WHAT THIS TASK INVOLVES: In the records below, find the line containing "self.effect.as_ref().filter(|s| s.enabled).map(|s| &s.effect)"; restate it and every later line word for word, through the last.

Source data:

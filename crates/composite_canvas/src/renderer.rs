//! Renderers and dirty tracking
//!
//! A [`Renderer`] owns the bake of one subtree: its settings, the sources
//! registered under it, the held bake target and materials, the optional
//! post effect and the quad geometry that presents the result. The bake
//! itself is driven by [`crate::Compositor`].

use composite_core::{Color, Mat4, Vec2};
use composite_gpu::{
    BlendFactor, BlendType, ColorMode, CommandBuffer, DownSamplingRate, MaterialHandle, Mesh, RenderTargetHandle,
};
use serde::{Deserialize, Serialize};
use slotmap::new_key_type;

use crate::effect::Effect;
use crate::scene::NodeId;
use crate::source::SourceId;

new_key_type! {
    /// Renderer registered with a compositor
    pub struct RendererId;
}

/// When a renderer re-bakes
#[derive(Clone, Copy, Debug, Default, PartialEq, Eq, Hash, Serialize, Deserialize)]
pub enum BakingTrigger {
    /// Re-bake when sources or the renderer move or change
    #[default]
    Automatic,
    /// Only on explicit [`crate::Compositor::set_dirty`]
    Manually,
    /// Every frame
    Always,
    /// Once when enabled, then only on explicit requests
    OnEnable,
}

/// Projection used for the bake
#[derive(Clone, Copy, Debug, Default, PartialEq, Eq, Hash, Serialize, Deserialize)]
pub enum ViewType {
    /// Perspective when the canvas camera is perspective and any source is
    /// out of the renderer plane
    #[default]
    Automatic,
    Orthographic,
    Perspective,
}

/// Per-renderer configuration
#[derive(Clone, Debug, PartialEq, Serialize, Deserialize)]
#[serde(default)]
pub struct RendererSettings {
    pub down_sampling: DownSamplingRate,
    /// Multiply the target size by the canvas scale factor
    pub use_canvas_scaler: bool,
    /// Renderers with the same non-zero group share one target
    pub sharing_group: u32,
    pub view_type: ViewType,
    /// Padding added around the rect, in rect units
    pub extents: Vec2,
    pub culling: bool,
    pub use_stencil: bool,
    pub trigger: BakingTrigger,
    pub show_source_graphics: bool,
    /// Draw the composited quad in front of the live sources
    pub foreground: bool,
    pub color_mode: ColorMode,
    pub blend_type: BlendType,
    pub src_blend: BlendFactor,
    pub dst_blend: BlendFactor,
    pub color: Color,
}

impl Default for RendererSettings {
    fn default() -> Self {
        Self {
            down_sampling: DownSamplingRate::X1,
            use_canvas_scaler: true,
            sharing_group: 0,
            view_type: ViewType::Automatic,
            extents: Vec2::ZERO,
            culling: true,
            use_stencil: true,
            trigger: BakingTrigger::Automatic,
            show_source_graphics: true,
            foreground: false,
            color_mode: ColorMode::Multiply,
            blend_type: BlendType::AlphaBlend,
            src_blend: BlendFactor::One,
            dst_blend: BlendFactor::OneMinusSrcAlpha,
            color: Color::WHITE,
        }
    }
}

impl RendererSettings {
    pub fn with_trigger(mut self, trigger: BakingTrigger) -> Self {
        self.trigger = trigger;
        self
    }

    pub fn with_sharing_group(mut self, group: u32) -> Self {
        self.sharing_group = group;
        self
    }

    pub fn with_extents(mut self, extents: Vec2) -> Self {
        self.extents = extents;
        self
    }

    pub fn with_view_type(mut self, view_type: ViewType) -> Self {
        self.view_type = view_type;
        self
    }

    pub fn with_down_sampling(mut self, rate: DownSamplingRate) -> Self {
        self.down_sampling = rate;
        self
    }

    pub fn with_culling(mut self, culling: bool) -> Self {
        self.culling = culling;
        self
    }

    pub fn with_stencil(mut self, use_stencil: bool) -> Self {
        self.use_stencil = use_stencil;
        self
    }

    pub fn with_color_mode(mut self, mode: ColorMode) -> Self {
        self.color_mode = mode;
        self
    }

    /// Select a blend preset; presets overwrite the explicit factors.
    pub fn with_blend_type(mut self, blend: BlendType) -> Self {
        self.blend_type = blend;
        self.sync_blend_factors();
        self
    }

    /// Copy the preset factors of `blend_type` into `src_blend`/`dst_blend`.
    pub fn sync_blend_factors(&mut self) {
        if let Some((src, dst)) = self.blend_type.factors() {
            self.src_blend = src;
            self.dst_blend = dst;
        }
    }

    /// What a move from `old` to `self` requires of the renderer
    pub(crate) fn change_from(&self, old: &RendererSettings) -> SettingsChange {
        let mut change = SettingsChange::default();
        if self.color_mode != old.color_mode
            || self.blend_type != old.blend_type
            || self.src_blend != old.src_blend
            || self.dst_blend != old.dst_blend
            || self.foreground != old.foreground
        {
            change.material = true;
        }
        if self.use_canvas_scaler != old.use_canvas_scaler
            || self.sharing_group != old.sharing_group
            || self.down_sampling != old.down_sampling
            || self.culling != old.culling
            || self.use_stencil != old.use_stencil
            || self.view_type != old.view_type
        {
            change.rebake = true;
        }
        if self.extents != old.extents {
            change.rebake = true;
            change.vertices = true;
        }
        if self.color != old.color {
            change.vertices = true;
        }
        change.source_visibility = self.show_source_graphics != old.show_source_graphics;
        change
    }
}

/// Side effects of a settings edit
#[derive(Clone, Copy, Debug, Default, PartialEq, Eq)]
pub(crate) struct SettingsChange {
    pub rebake: bool,
    pub vertices: bool,
    pub material: bool,
    pub source_visibility: bool,
}

// ─────────────────────────────────────────────────────────────────────────────
// Dirty tracking
// ─────────────────────────────────────────────────────────────────────────────

/// Outcome of a dirty request
#[derive(Clone, Copy, Debug, PartialEq, Eq)]
pub enum DirtyRequest {
    Accepted,
    AlreadyDirty,
    /// Inactive renderers never become dirty
    Inactive,
    /// Non-forced request on a renderer that is not automatic
    Cancelled,
}

/// Clean/Dirty state of one renderer
#[derive(Clone, Debug)]
pub struct DirtyTracker {
    dirty: bool,
    prev_rotation_scale: Mat4,
}

impl Default for DirtyTracker {
    fn default() -> Self {
        Self {
            dirty: false,
            prev_rotation_scale: Mat4::ZERO,
        }
    }
}

impl DirtyTracker {
    pub fn is_dirty(&self) -> bool {
        self.dirty
    }

    /// Move to Dirty. Forced requests bypass the trigger mode; non-forced
    /// ones only apply to automatic renderers.
    pub fn request(&mut self, force: bool, active: bool, trigger: BakingTrigger) -> DirtyRequest {
        if self.dirty {
            return DirtyRequest::AlreadyDirty;
        }
        if !active {
            return DirtyRequest::Inactive;
        }
        if !force && trigger != BakingTrigger::Automatic {
            return DirtyRequest::Cancelled;
        }
        self.dirty = true;
        DirtyRequest::Accepted
    }

    /// Move to Clean. Returns whether the tracker was dirty.
    pub fn clear(&mut self) -> bool {
        std::mem::replace(&mut self.dirty, false)
    }

    /// Record the renderer's local rotation*scale; true when it moved.
    pub fn sample_rotation_scale(&mut self, m: Mat4) -> bool {
        let changed = !self.prev_rotation_scale.approx_eq(&m, 1e-5);
        self.prev_rotation_scale = m;
        changed
    }
}

// ─────────────────────────────────────────────────────────────────────────────
// Renderer
// ─────────────────────────────────────────────────────────────────────────────

/// Effect attached to a renderer
#[derive(Clone, Debug)]
pub struct EffectSlot {
    pub effect: Effect,
    pub enabled: bool,
}

/// Bake state of one subtree
#[derive(Debug)]
pub struct Renderer {
    pub(crate) node: NodeId,
    pub(crate) instance: u64,
    pub(crate) settings: RendererSettings,
    pub(crate) tracker: DirtyTracker,
    pub(crate) enabled: bool,
    pub(crate) active: bool,
    pub(crate) sources: Vec<SourceId>,
    pub(crate) bake_target: Option<RenderTargetHandle>,
    pub(crate) displayed: Option<RenderTargetHandle>,
    pub(crate) material: Option<MaterialHandle>,
    pub(crate) material_dirty: bool,
    pub(crate) blur_material: Option<MaterialHandle>,
    pub(crate) effect: Option<EffectSlot>,
    pub(crate) output: Mesh,
    pub(crate) vertices_dirty: bool,
    pub(crate) command_buffer: Option<CommandBuffer>,
    pub(crate) prev_world: Mat4,
    pub(crate) bake_count: u64,
}

impl Renderer {
    pub(crate) fn new(node: NodeId, instance: u64, settings: RendererSettings) -> Self {
        Self {
            node,
            instance,
            settings,
            tracker: DirtyTracker::default(),
            enabled: false,
            active: false,
            sources: Vec::new(),
            bake_target: None,
            displayed: None,
            material: None,
            material_dirty: true,
            blur_material: None,
            effect: None,
            output: Mesh::new(),
            vertices_dirty: true,
            command_buffer: None,
            prev_world: Mat4::ZERO,
            bake_count: 0,
        }
    }

    pub fn node(&self) -> NodeId {
        self.node
    }

    pub fn settings(&self) -> &RendererSettings {
        &self.settings
    }

    pub fn is_dirty(&self) -> bool {
        self.tracker.is_dirty()
    }

    pub fn is_enabled(&self) -> bool {
        self.enabled
    }

    /// Enabled and active in the hierarchy
    pub fn is_active(&self) -> bool {
        self.active
    }

    /// Registered sources, in registration order
    pub fn sources(&self) -> &[SourceId] {
        &self.sources
    }

    /// Target presenting the last successful bake
    pub fn output_texture(&self) -> Option<RenderTargetHandle> {
        self.displayed
    }

    /// Quad geometry presenting the bake, after effect modifications
    pub fn output_mesh(&self) -> &Mesh {
        &self.output
    }

    /// Material used to present the bake
    pub fn material(&self) -> Option<MaterialHandle> {
        self.material
    }

    pub fn effect(&self) -> Option<&EffectSlot> {
        self.effect.as_ref()
    }

    /// Successful bakes performed by this renderer
    pub fn bake_count(&self) -> u64 {
        self.bake_count
    }

    pub(crate) fn active_effect(&self) -> Option<&Effect> {
        self.effect.as_ref().filter(|s| s.enabled).map(|s| &s.effect)
    }

    pub(crate) fn request_dirty(&mut self, force: bool) -> DirtyRequest {
        let result = self.tracker.request(force, self.active, self.settings.trigger);
        match result {
            DirtyRequest::Accepted => tracing::debug!(node = ?self.node, force, "renderer marked dirty"),
            DirtyRequest::Cancelled => {
                tracing::debug!(node = ?self.node, trigger = ?self.settings.trigger, "dirty request cancelled")
            }
            _ => {}
        }
        result
    }
}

EXPECTED ANSWER:
        self.effect.as_ref().filter(|s| s.enabled).map(|s| &s.effect)
    }

    pub(crate) fn request_dirty(&mut self, force: bool) -> DirtyRequest {
        let result = self.tracker.request(force, self.active, self.settings.trigger);
        match result {
            DirtyRequest::Accepted => tracing::debug!(node = ?self.node, force, "renderer marked dirty"),
            DirtyRequest::Cancelled => {
                tracing::debug!(node = ?self.node, trigger = ?self.settings.trigger, "dirty request cancelled")
            }
            _ => {}
        }
        result
    }
}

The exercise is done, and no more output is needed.